Tag Archives: Magnetic resonance imaging

Previous thoughts, lying in wait

As from my last post, you know that I have had another ACL surgery.  This one was back on December 30th.  This time around I received a donor tissue instead of taking tissue from another part of my body.  Please read this post, A Donation, and help me silently thank the family of the person that donated this tissue that is helping me regain a more mobile life.

Running was the focus of this blog; what motivates me to run and what I think about when I run.  However, I have not done a lot of running over the last 7 months, so this blog is taking on a different meaning to me.  It has helped me vent a bit and express myself to the point that I come back later and get to live up to what I typed on these pages.  This has proven a wonderful release yet more so, a surprising way to look at myself in the mirror – as unsightly as that glimpse is, when your previous thoughts “lie in wait” until you decide to re-read a post from the near past.

One of those posts was a draft that I never published.  It has waited for me to do something with it since November 15th.  I share it with you below, and I hope that I can live up to what I was thinking back then.

November 15th, 2010

Another Monday, another doctors appointment.

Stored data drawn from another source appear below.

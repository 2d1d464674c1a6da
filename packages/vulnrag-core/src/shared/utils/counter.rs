//! Insertion-ordered frequency counter
//!
//! Ranking ties are broken by first occurrence, so the same input always
//! yields the same top-N list regardless of hash seeds.

use std::collections::HashMap;

use super::math::shannon_entropy;

/// Counts string occurrences while remembering first-seen order.
#[derive(Debug, Clone, Default)]
pub struct FrequencyCounter {
    slots: HashMap<String, usize>,
    entries: Vec<(String, usize)>,
    total: usize,
}

impl FrequencyCounter {
    pub fn new() -> Self {
        Self::default()
    }

    /// Record one occurrence
    pub fn add(&mut self, name: &str) {
        self.total += 1;
        match self.slots.get(name) {
            Some(&slot) => self.entries[slot].1 += 1,
            None => {
                self.slots.insert(name.to_string(), self.entries.len());
                self.entries.push((name.to_string(), 1));
            }
        }
    }

    /// Total occurrences recorded
    #[inline]
    pub fn total(&self) -> usize {
        self.total
    }

    /// Number of distinct names
    #[inline]
    pub fn distinct(&self) -> usize {
        self.entries.len()
    }

    #[inline]
    pub fn is_empty(&self) -> bool {
        self.entries.is_empty()
    }

    pub fn count(&self, name: &str) -> usize {
        self.slots.get(name).map_or(0, |&slot| self.entries[slot].1)
    }

    /// Distinct names in first-seen order
    pub fn names(&self) -> impl Iterator<Item = &str> {
        self.entries.iter().map(|(name, _)| name.as_str())
    }

    /// Up to `n` names by descending count, ties by first occurrence
    pub fn most_common(&self, n: usize) -> Vec<String> {
        let mut ranked: Vec<&(String, usize)> = self.entries.iter().collect();
        // stable sort keeps first-seen order among equal counts
        ranked.sort_by(|a, b| b.1.cmp(&a.1));
        ranked
            .into_iter()
            .take(n)
            .map(|(name, _)| name.clone())
            .collect()
    }

    /// Shannon entropy of the distribution (0 for ≤ 1 distinct name)
    pub fn entropy(&self) -> f64 {
        shannon_entropy(self.entries.iter().map(|(_, c)| *c))
    }
}

impl<'a> FromIterator<&'a str> for FrequencyCounter {
    fn from_iter<T: IntoIterator<Item = &'a str>>(iter: T) -> Self {
        let mut counter = Self::new();
        for name in iter {
            counter.add(name);
        }
        counter
    }
}
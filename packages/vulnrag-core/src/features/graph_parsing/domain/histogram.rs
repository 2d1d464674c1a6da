//! Label histograms, statistics and schema validation

use serde::{Deserialize, Serialize};
use std::collections::{BTreeMap, BTreeSet};

use crate::shared::utils::math::safe_ratio;

/// Count per label, iterated in label order
#[derive(Debug, Clone, Default, PartialEq, Eq, Serialize, Deserialize)]
#[serde(transparent)]
pub struct LabelHistogram(BTreeMap<String, usize>);

impl LabelHistogram {
    pub fn new() -> Self {
        Self::default()
    }

    pub fn increment(&mut self, label: &str) {
        *self.0.entry(label.to_string()).or_insert(0) += 1;
    }

    /// Count for `label` (0 when absent)
    pub fn get(&self, label: &str) -> usize {
        self.0.get(label).copied().unwrap_or(0)
    }

    /// Sum of all counts
    pub fn total(&self) -> usize {
        self.0.values().sum()
    }

    /// Number of distinct labels
    pub fn distinct(&self) -> usize {
        self.0.len()
    }

    pub fn is_empty(&self) -> bool {
        self.0.is_empty()
    }

    pub fn contains(&self, label: &str) -> bool {
        self.0.contains_key(label)
    }

    pub fn iter(&self) -> impl Iterator<Item = (&str, usize)> {
        self.0.iter().map(|(k, v)| (k.as_str(), *v))
    }

    pub fn labels(&self) -> BTreeSet<&str> {
        self.0.keys().map(String::as_str).collect()
    }

    pub fn as_map(&self) -> &BTreeMap<String, usize> {
        &self.0
    }
}

impl<'a> FromIterator<&'a str> for LabelHistogram {
    fn from_iter<T: IntoIterator<Item = &'a str>>(iter: T) -> Self {
        let mut histogram = Self::new();
        for label in iter {
            histogram.increment(label);
        }
        histogram
    }
}

/// Basic graph statistics
#[derive(Debug, Clone, Copy, Default, PartialEq, Serialize, Deserialize)]
pub struct GraphStats {
    /// Distinct vertices, including edge-only endpoints
    pub vertex_count: usize,
    pub edge_count: usize,
    /// edges / vertices (0 for an empty graph)
    pub density: f64,
}

impl GraphStats {
    pub fn new(vertex_count: usize, edge_count: usize) -> Self {
        Self {
            vertex_count,
            edge_count,
            density: safe_ratio(edge_count as f64, vertex_count as f64),
        }
    }
}

/// Comparison of the labels found in a graph with an expected label set
#[derive(Debug, Clone, Default, PartialEq, Eq, Serialize, Deserialize)]
pub struct LabelValidation {
    /// Expected labels present in the graph
    pub expected_found: usize,
    /// Size of the expected set
    pub total_expected: usize,
    /// Labels present but not expected (sorted)
    pub additional: Vec<String>,
    /// Labels expected but absent (sorted)
    pub missing: Vec<String>,
}

impl LabelValidation {
    pub fn compare(found: &LabelHistogram, expected: &[&str]) -> Self {
        let found: BTreeSet<&str> = found.labels();
        let expected: BTreeSet<&str> = expected.iter().copied().collect();

        Self {
            expected_found: found.intersection(&expected).count(),
            total_expected: expected.len(),
            additional: found.difference(&expected).map(|s| s.to_string()).collect(),
            missing: expected.difference(&found).map(|s| s.to_string()).collect(),
        }
    }

    pub fn is_complete(&self) -> bool {
        self.missing.is_empty()
    }
}

/// Vertex and edge label validation
#[derive(Debug, Clone, Default, PartialEq, Eq, Serialize, Deserialize)]
pub struct ValidationReport {
    pub vertices: LabelValidation,
    pub edges: LabelValidation,
}
//! Graph Parsing
//!
//! Turns serialized code property graphs (GraphSON `tinker:graph`) into an
//! in-memory [`PropertyGraph`] and answers histogram, statistics and schema
//! validation queries about it.
//!
//! # Hexagonal Architecture
//!
//! ```text
//! application/ (GraphParser - entry point)
//!           ↓
//! infrastructure/ (GraphSON decoding)
//!           ↓
//! domain/ (PropertyGraph, PropertyValue, histograms)
//! ```
//!
//! # Usage
//!
//! ```ignore
//! use vulnrag_core::features::graph_parsing::GraphParser;
//!
//! let mut parser = GraphParser::new();
//! if parser.parse(Path::new("cpg.json")) {
//!     println!("{:?}", parser.vertex_type_histogram());
//! }
//! ```

pub mod application;
pub mod domain;
pub mod error;
pub mod infrastructure;

// Re-export application layer (primary interface)
pub use application::{
    check_dir, check_file, write_report_file, CheckStatus, CpgCheck, GraphParser, GraphSource,
    GraphSummary, SanityReport,
};

// Re-export domain types
pub use domain::{
    Edge, GraphStats, LabelHistogram, LabelValidation, PropertyGraph, PropertyValue, Scalar,
    ValidationReport, Vertex, VertexId,
};

pub use error::GraphParseError;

This time it was for what appears as a re-injury of my ACL.  An MRI is next, with a follow-up visit next week.  I didn’t know what to expect the first time around.  This time, I’m still not 100% sure, but I’ve at least got an idea.

If this turns into another surgery, I can definitely approach it in a different way.

This time around I’ll not concentrate on running, biking and participating in all kinds of sports as soon as possible; I’m going to live in the moment I’m in, not looking forward to something down the road that might never come.

This time around I believe I’ll not try to push harder than what everyone is telling me to do;  I’ll heal on my body’s time, not mine.

This Blog will go on!  I will come back to the theme of Running later, but until then, it will be about what is running through my mind during my recovery.  Thank you for reading.


…running through my mind…



Your kids are beautiful.

A chance meeting with a friend a few days ago, brightened my attitude more than expected.

I had just gotten back from an MRI; mentally I needed to get some exercise and get my mind off of the fact that I’m in need of yet another look at my knee by professionals.  Once inside the gym, I saw a friend; one that I had been pretty close to at one time for a short period.  We talked for several minutes about knee injuries and recovering from them; I met his wife for the first time; and I was able to get a good boost of positive feelings from this conversation.  He’s a very positive person.

As I worked my knee on the bike, I thought about our conversation and how things could turn out very differently than the negative way I was portraying them to now be.  The outcome of the MRI was uncertain and it scared me.

Just before he left, he pointed at me and hollered across the room, “Your kids are beautiful”, and he started to walk towards the door.  The whole room turned to look at me, all of them smiling.  My first thought was to look at them and say, “They really are”, but instead I looked back at Mark and said, “Thank you, they enjoy seeing you every week”.

I didn’t think much more about my knee the rest of the day.  I thought about my kids and my wife.  I thought about how much they mean to me and no matter how messed up my knee is, I still have them in my life.  I’m more thankful for those three kids and my beautiful wife than I ever could be for a knee.

What are you thankful for this week?